Radai,

I think it is important to understand the key requirements that we don’t
want to compromise. We can then understand the tradeoffs of the different
approaches. We did in fact start with the double journal approach couple of
years back. I will highlight the must have requirements first and then
explain the trade offs based on my understanding.

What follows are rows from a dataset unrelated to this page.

use anyhow::{Context, Result};

use crate::sim::driver::Simulation;

/// One step of a dotted probe path: a name with an optional `[index]` or
/// `[key]` accessor (quotes around keys are accepted).
#[derive(Debug, Clone, PartialEq)]
struct Segment {
    name: String,
    bracket: Option<String>,
}

fn parse_path(path: &str) -> Result<Vec<Segment>> {
    let mut segments = Vec::new();
    for part in path.split('.') {
        let part = part.trim();
        anyhow::ensure!(!part.is_empty(), "empty segment in probe path '{path}'");
        let (name, bracket) = match part.split_once('[') {
            Some((name, rest)) => {
                let inner = rest
                    .strip_suffix(']')
                    .with_context(|| format!("unterminated '[' in probe path '{path}'"))?;
                let inner = inner
                    .trim()
                    .trim_matches(|c| c == '"' || c == '\'')
                    .to_string();
                (name.to_string(), Some(inner))
            }
            None => (part.to_string(), None),
        };
        segments.push(Segment { name, bracket });
    }
    Ok(segments)
}

fn want_plain(seg: &Segment) -> Result<()> {
    anyhow::ensure!(
        seg.bracket.is_none(),
        "'{}' does not take an index",
        seg.name
    );
    Ok(())
}

/// Resolves a dotted attribute path (e.g. `parts.trunk.maint`,
/// `layers[1].fluxes[influx]`, `res.rst`, `lai`) against the published
/// component surfaces. Unknown names are errors.
pub fn resolve(sim: &Simulation, path: &str) -> Result<f64> {
    let segments = parse_path(path)?;
    let first = &segments[0];

    let field_err = |name: &str| anyhow::anyhow!("unknown probe path '{path}' (at '{name}')");

    let value = match first.name.as_str() {
        // meteorology
        "doy" => sim.meteo.doy as f64,
        "solarhour" => sim.meteo.solarhour,
        "nyears" => f64::from(sim.meteo.nyears),
        "daytmin" => sim.meteo.daytmin,
        "daytmax" => sim.meteo.daytmax,
        "daytmean" => sim.meteo.daytmean,
        "daywind" => sim.meteo.daywind,
        "dayrain" => sim.meteo.dayrain,
        "daylen" => sim.meteo.daylen,
        "airtemp" => sim.meteo.airtemp,
        "netradiation" => sim.meteo.netrad,
        "svp" => sim.meteo.svp,
        "vp" => sim.meteo.vp,
        "vpd" => sim.meteo.vpd,
        "rh" => sim.meteo.rh,
        "windspd" => sim.meteo.windspd,

        // crop scalars
        "treeage" => f64::from(sim.crop.treeage),
        "plantdens" => sim.crop.plantdens,
        "lai" => sim.crop.lai,
        "laimax" => sim.crop.laimax,
        "sla" => sim.crop.sla,
        "trunkhgt" => sim.crop.trunkhgt,
        "treehgt" => sim.crop.treehgt,
        "vdmwgt" => sim.crop.vdmwgt,
        "tdmwgt" => sim.crop.tdmwgt,
        "vdmreq" => sim.crop.vdmreq,
        "assim4maint" => sim.crop.assim4maint,
        "assim4growth" => sim.crop.assim4growth,
        "assim4gen" => sim.crop.assim4gen,
        "bunchyield" => sim.crop.bunchyield,
        "flowersex" => f64::from(sim.crop.flowersex.code()),

        // photosynthesis scalars
        "co2ambient" => sim.photosyn.co2ambient,
        "co2internal" => sim.photosyn.co2internal,
        "gap" => sim.photosyn.gap,
        "canopyassim" => sim.photosyn.canopyassim,
        "dayassim" => sim.photosyn.dayassim,

        // energy scalars
        "canopytemp" => sim.energy.canopytemp,
        "ustar" => sim.energy.ustar,
        "ucrophgt" => sim.energy.ucrophgt,
        "d" => sim.energy.d,
        "z0" => sim.energy.z0,

        // soil scalars
        "rootdepth" => sim.soil.rootdepth,
        "netrain" => sim.soil.netrain,
        "runoff" => sim.soil.runoff,

        // structured surfaces
        "parts" => {
            want_plain(first)?;
            let part_seg = segments.get(1).with_context(|| format!("'{path}': which part?"))?;
            let field_seg = segments.get(2).with_context(|| format!("'{path}': which field?"))?;
            want_plain(part_seg)?;
            want_plain(field_seg)?;
            let p = &sim.crop.parts;
            let part = match part_seg.name.as_str() {
                "pinnae" => &p.pinnae,
                "rachis" => &p.rachis,
                "trunk" => &p.trunk,
                "roots" => &p.roots,
                "maleflo" => &p.maleflo,
                "femaflo" => &p.femaflo,
                "bunches" => &p.bunches,
                other => return Err(field_err(other)),
            };
            match field_seg.name.as_str() {
                "maint" => part.maint,
                "frac" => part.frac,
                "growth" => part.growth,
                "death" => part.death,
                "weight" => part.weight,
                other => return Err(field_err(other)),
            }
        }
        "layers" => {
            let idx: usize = first
                .bracket
                .as_deref()
                .with_context(|| format!("'{path}': layers needs an index"))?
                .parse()
                .with_context(|| format!("'{path}': bad layer index"))?;
            let layer = sim
                .soil
                .layers
                .get(idx)
                .with_context(|| format!("'{path}': layer {idx} out of range"))?;
            let field_seg = segments.get(1).with_context(|| format!("'{path}': which field?"))?;
            match field_seg.name.as_str() {
                "vwc" => layer.vwc,
                "wc" => layer.wc,
                "thick" => layer.thick,
                "depth" => layer.depth,
                "accthick" => layer.accthick,
                "matric" => layer.matric,
                "gravity" => layer.gravity,
                "k" => layer.k,
                "ksat" => layer.ksat,
                "fluxes" => {
                    let key = field_seg
                        .bracket
                        .as_deref()
                        .with_context(|| format!("'{path}': fluxes needs a key"))?;
                    match key {
                        "t" => layer.fluxes.t,
                        "e" => layer.fluxes.e,
                        "influx" => layer.fluxes.influx,
                        "outflux" => layer.fluxes.outflux,
                        "netflux" => layer.fluxes.netflux,
                        other => return Err(field_err(other)),
                    }
                }
                other => return Err(field_err(other)),
            }
        }
        "rootwater" => {
            let field_seg = segments.get(1).with_context(|| format!("'{path}': which field?"))?;
            let rz = &sim.soil.rootzone;
            match field_seg.name.as_str() {
                "wc" => rz.wc,
                "vwc" => rz.vwc,
                "critical" => rz.critical,
                "sat" => rz.sat,
                "fc" => rz.fc,
                "pwp" => rz.pwp,
                other => return Err(field_err(other)),
            }
        }
        "waterstresses" => {
            let field_seg = segments.get(1).with_context(|| format!("'{path}': which field?"))?;
            match field_seg.name.as_str() {
                "crop" => sim.soil.stresses.crop,
                "soil" => sim.soil.stresses.soil,
                other => return Err(field_err(other)),
            }
        }
        "aet" => {
            let field_seg = segments.get(1).with_context(|| format!("'{path}': which field?"))?;
            match field_seg.name.as_str() {
                "crop" => sim.soil.aet.crop,
                "soil" => sim.soil.aet.soil,
                other => return Err(field_err(other)),
            }
        }
        "res" => {
            let field_seg = segments.get(1).with_context(|| format!("'{path}': which field?"))?;
            let r = &sim.energy.res;
            match field_seg.name.as_str() {
                "rsa" => r.rsa,
                "raa" => r.raa,
                "rca" => r.rca,
                "rst" => r.rst,
                "rcs" => r.rcs,
                "rss" => r.rss,
                other => return Err(field_err(other)),
            }
        }
        "et" | "dayet" | "h" | "dayh" => {
            let flux = match first.name.as_str() {
                "et" => &sim.energy.et,
                "dayet" => &sim.energy.dayet,
                "h" => &sim.energy.h,
                _ => &sim.energy.dayh,
            };
            let field_seg = segments.get(1).with_context(|| format!("'{path}': which field?"))?;
            match field_seg.name.as_str() {
                "total" => flux.total,
                "crop" => flux.crop,
                "soil" => flux.soil,
                other => return Err(field_err(other)),
            }
        }
        "availegy" => {
            let field_seg = segments.get(1).with_context(|| format!("'{path}': which field?"))?;
            let a = &sim.energy.availegy;
            match field_seg.name.as_str() {
                "total" => a.total,
                "crop" => a.crop,
                "soil" => a.soil,
                "net" => a.net,
                "g" => a.g,
                other => return Err(field_err(other)),
            }
        }
        "stressfn" => {
            let field_seg = segments.get(1).with_context(|| format!("'{path}': which field?"))?;
            let s = &sim.energy.stressfn;
            match field_seg.name.as_str() {
                "water" => s.water,
                "vpd" => s.vpd,
                "par" => s.par,
                other => return Err(field_err(other)),
            }
        }
        "laicomp" => {
            let field_seg = segments.get(1).with_context(|| format!("'{path}': which field?"))?;
            let l = &sim.photosyn.laicomp;
            match field_seg.name.as_str() {
                "total" => l.total,
                "sunlit" => l.sunlit,
                "shaded" => l.shaded,
                other => return Err(field_err(other)),
            }
        }
        "extcoef" => {
            let field_seg = segments.get(1).with_context(|| format!("'{path}': which field?"))?;
            match field_seg.name.as_str() {
                "kdr" => sim.photosyn.extcoef.kdr,
                "kdf" => sim.photosyn.extcoef.kdf,
                other => return Err(field_err(other)),
            }
        }
        "assimcoef" => {
            let field_seg = segments.get(1).with_context(|| format!("'{path}': which field?"))?;
            let a = &sim.photosyn.assimcoef;
            match field_seg.name.as_str() {
                "mmco2" => a.mmco2,
                "mmo2" => a.mmo2,
                "specificity" => a.specificity,
                "vcmax" => a.vcmax,
                "co2pt" => a.co2pt,
                other => return Err(field_err(other)),
            }
        }
        "leafassim" => {
            let field_seg = segments.get(1).with_context(|| format!("'{path}': which field?"))?;
            let l = &sim.photosyn.leafassim;
            match field_seg.name.as_str() {
                "vc" => l.vc,
                "vqsl" => l.vqsl,
                "vqsh" => l.vqsh,
                "vs" => l.vs,
                "sunlit" => l.sunlit,
                "shaded" => l.shaded,
                other => return Err(field_err(other)),
            }
        }
        "par" => {
            let field_seg = segments.get(1).with_context(|| format!("'{path}': which field?"))?;
            let p = &sim.photosyn.par;
            match field_seg.name.as_str() {
                "outdr" => p.outdr,
                "outdf" => p.outdf,
                "indrscatter" => p.indrscatter,
                "indr" => p.indr,
                "inscatter" => p.inscatter,
                "indf" => p.indf,
                "abssunlit" => p.abssunlit,
                "absshaded" => p.absshaded,
                other => return Err(field_err(other)),
            }
        }
        other => return Err(field_err(other)),
    };
    Ok(value)
}

#[cfg(test)]
mod tests {
    use super::*;
    use crate::io::ini::Config;

    fn sim() -> Simulation {
        let mut sim = Simulation::new(&Config::default()).unwrap();
        sim.daily_update().unwrap();
        sim
    }

    #[test]
    fn test_scalar_paths() {
        let s = sim();
        assert!((resolve(&s, "doy").unwrap() - 1.0).abs() < 1e-12);
        assert!(resolve(&s, "lai").unwrap() > 0.0);
        assert!(resolve(&s, "dayassim").unwrap() >= 0.0);
    }

    #[test]
    fn test_structured_paths() {
        let s = sim();
        assert!(resolve(&s, "parts.trunk.weight").unwrap() > 0.0);
        assert!(resolve(&s, "parts.trunk.maint").unwrap() >= 0.0);
        assert!(resolve(&s, "layers[1].vwc").unwrap() > 0.0);
        assert!(resolve(&s, "layers[1].fluxes[\"influx\"]").unwrap().is_finite());
        assert!(resolve(&s, "layers[1].fluxes[netflux]").unwrap().is_finite());
        assert!(resolve(&s, "res.rst").unwrap() > 0.0);
        assert!(resolve(&s, "availegy.net").unwrap().is_finite());
        assert!(resolve(&s, "rootwater.critical").unwrap() > 0.0);
    }

    #[test]
    fn test_bad_paths_rejected() {
        let s = sim();
        assert!(resolve(&s, "nonsense").is_err());
        assert!(resolve(&s, "parts.trunk.colour").is_err());
        assert!(resolve(&s, "layers[99].vwc").is_err());
        assert!(resolve(&s, "layers.vwc").is_err());
        assert!(resolve(&s, "layers[0").is_err());
    }
}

1. End to end latency for stream processing - This is probably one of the
biggest reasons to support transactions in Kafka. We would like to support
very low latency for end to end processing across steam topologies. This
means you would want your downstream processors to see the output of your
processing immediately. The low latency is a requirement even if we only
expose committed messages.

2. Speculative execution - We would like to go one step further for stream
processing. 99% of the transactions will always succeed. We would like to
take advantage of this and process the messages optimistically even if the
transactions are still unfinished. If the transactions abort, we would do a
cascading abort across the topology. This helps us to complete all the
processing and keep the output ready and expose them once the transactions
are committed. This will help us to significantly bring down the latency
for end to end stream processing and provide the ability to keep exactly
once as the default setting.

3. IO and memory constraints - We would want a solution that takes 2x the
number of writes. This will bring down broker utilization by half. I don’t
really understand the in memory solution (would be useful if you can
explain it more if you think it solves these goals) but the same resource
constraints apply. What has made Kafka successful is the ability to run
very high throughput clusters with very few machines. We would like to keep
this true when a cluster is largely dominated by stream processing
workloads.

4. Provide both read committed and read uncommitted isolation levels - This
is actually a desired feature. This is similar to database isolation levels
(except that we provide only two of them for now). Downstream systems that
need strong guarantees with some performance impact can choose read
committed isolation level. Systems that want to optimize for performance
and can live with approximations would choose read uncommitted options.
This helps to nicely decouple downstream users that would like to share
topics but have different end goals.

There are other obvious goals like correctness of the protocol and
simplicity of the design that needs to be true by default.

Given these goals, the double journal approach was a non starter to enable
low end to end latency and did not provide the ability to do speculative
execution in the future. We also found the resource constraints
(specifically IO/Network) to be unacceptable.

We did understand the complexity of the consumers but it was the best
tradeoff considering the other must have goals. We also thought of another
approach to push the consumer buffering to the broker side. This would
enable multiple consumer groups to share the same buffer pool for a
specific topic partition. However, in the worst case, you would need to
bring the entire log into memory to remove the aborted transaction (for a
consumer that is catching up from time 0). This would also make us loose
zero copy semantics.

I would be excited to hear an option that can solve our must have goals and
still keep the consumer really thin. The abstraction seems fine since we
allow the end users to pick the guarantees they need.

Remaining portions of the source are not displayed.